**Stored records**
<<<<

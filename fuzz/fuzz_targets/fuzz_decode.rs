#![no_main]
use libfuzzer_sys::fuzz_target;
use libmbcursor::core::{decode, DecodeState, Decoded, EncodingBackend, HostUtf8, Utf8Codec};

// The bundled decoder and the standard library agree on every input,
// however it is split across calls.
fuzz_target!(|data: &[u8]| {
    let split = data.first().map(|&b| b as usize % (data.len() + 1)).unwrap_or(0);
    let (head, rest) = data.split_at(split);

    let mut ours = DecodeState::new();
    let mut host = DecodeState::new();
    let a = Utf8Codec.decode(head, &mut ours);
    let b = HostUtf8.decode(head, &mut host);
    assert_eq!(a, b);
    if a == Decoded::Incomplete {
        assert_eq!(decode(rest, &mut ours), HostUtf8.decode(rest, &mut host));
    }
});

>>>>

**WHAT YOU HAVE TO DO**
Set out exactly the lines from the one bearing "assert_eq!(a, b);" through the end of the data, including both ends and omitting all others.

**TASK ANSWER**
    assert_eq!(a, b);
    if a == Decoded::Incomplete {
        assert_eq!(decode(rest, &mut ours), HostUtf8.decode(rest, &mut host));
    }
});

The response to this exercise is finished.